The other problem, of course, is getting the electricity to spark to the right target. A modern way to do that is with a laser … ionize the heck out of the air between the two points and the electricity will jump where you want. Except they didn’t have lasers or even a theory for them in the Victorian Era. All in all, this one falls into the “pure pixie dust” category for “Reasonable Plausibily Level”.
Want to give yourself a headache? A lightning strike from cloud to ground is fifteen to twenty lengths of a foot ball field. Think about that.
It Just Keeps Going…
Part of what makes the Dragon of “The Sauder Diaries” so world-changing is that they refuel themselves. Flammables, water and scraps of metal will be used for fuel, steam, and munitions.
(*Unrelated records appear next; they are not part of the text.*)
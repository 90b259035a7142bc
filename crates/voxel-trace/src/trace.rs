#[cfg(feature = "serde")]
use serde::{Deserialize, Serialize};
use std::borrow::Cow;

use voxel_core::Status;

/// A small trace event recorded while ticking a tree.
///
/// `node` is the arena index of the visited node; `status` is what it returned (absent for
/// events that are not node visits).
#[derive(Debug, Clone, PartialEq, Eq)]
#[cfg_attr(feature = "serde", derive(Serialize, Deserialize))]
pub struct TraceEvent {
    pub tick: u64,
    pub tag: Cow<'static, str>,
    pub node: u64,
    pub status: Option<Status>,
}

impl TraceEvent {
    pub fn new(tick: u64, tag: impl Into<Cow<'static, str>>) -> Self {
        Self {
            tick,
            tag: tag.into(),
            node: 0,
            status: None,
        }
    }

    pub fn with_node(mut self, node: u64) -> Self {
        self.node = node;
        self
    }

    pub fn with_status(mut self, status: Status) -> Self {
        self.status = Some(status);
        self
    }
}

pub trait TraceSink {
    fn emit(&mut self, event: TraceEvent);
}

#[derive(Debug, Default)]
pub struct VecTraceSink {
    pub events: Vec<TraceEvent>,
}

impl VecTraceSink {
    pub fn tagged<'a>(&'a self, tag: &'a str) -> impl Iterator<Item = &'a TraceEvent> + 'a {
        self.events.iter().filter(move |e| e.tag == tag)
    }

    pub fn visited(&self, node: u64) -> bool {
        self.events
            .iter()
            .any(|e| e.node == node && e.status.is_some())
    }
}

impl TraceSink for VecTraceSink {
    fn emit(&mut self, event: TraceEvent) {
        self.events.push(event);
    }
}

/// Forwards events to `tracing` at TRACE level under the `voxel::bt` target.
#[derive(Debug, Clone)]
pub struct TracingSink {
    agent: String,
}

impl TracingSink {
    pub fn new(agent: impl Into<String>) -> Self {
        Self {
            agent: agent.into(),
        }
    }
}

impl TraceSink for TracingSink {
    fn emit(&mut self, event: TraceEvent) {
        tracing::trace!(
            target: "voxel::bt",
            agent = %self.agent,
            tick = event.tick,
            tag = %event.tag,
            node = event.node,
            status = ?event.status,
        );
    }
}
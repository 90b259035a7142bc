//! Trace events for inspecting behaviour tree ticks.
//!
//! This crate is intentionally lightweight. The tree runtime emits node visits into any
//! [`TraceSink`]; tests collect them in memory, agents forward them to `tracing`.

#![cfg_attr(docsrs, feature(doc_cfg))]
#![forbid(unsafe_code)]

pub mod trace;

pub use trace::{TraceEvent, TraceSink, TracingSink, VecTraceSink};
So long as they keep finding something – woods and a lake, or a town or a train – that they can “eat”, they keep marauding the wilds of Europe.
While it sounds plausible, it would be pretty hard to implement, mostly due to a need to do some sort of material sorting to get the right pieces going to the right storage places for future use. However, a certain amount of it could be done with screens and electromagnets … so this is about in the middle of the RPL.
All in all, the “Steampunk Dragon” of “The Sauder Diaries” is a pretty fanciful beast. With modern technologies and brighter minds than I, you could plausibly cram all of that into the beast as described. However, there is a distinct requirement to suspend one’s disbelief for the science of the Victorian era for one of these.
However, on an emotional level, many of us have grown up on stories of monstrous and fearsome dragons, and heroes that defeat them, often through great sacrifice. To me, that makes them worth finding a place for in Steampunk literature.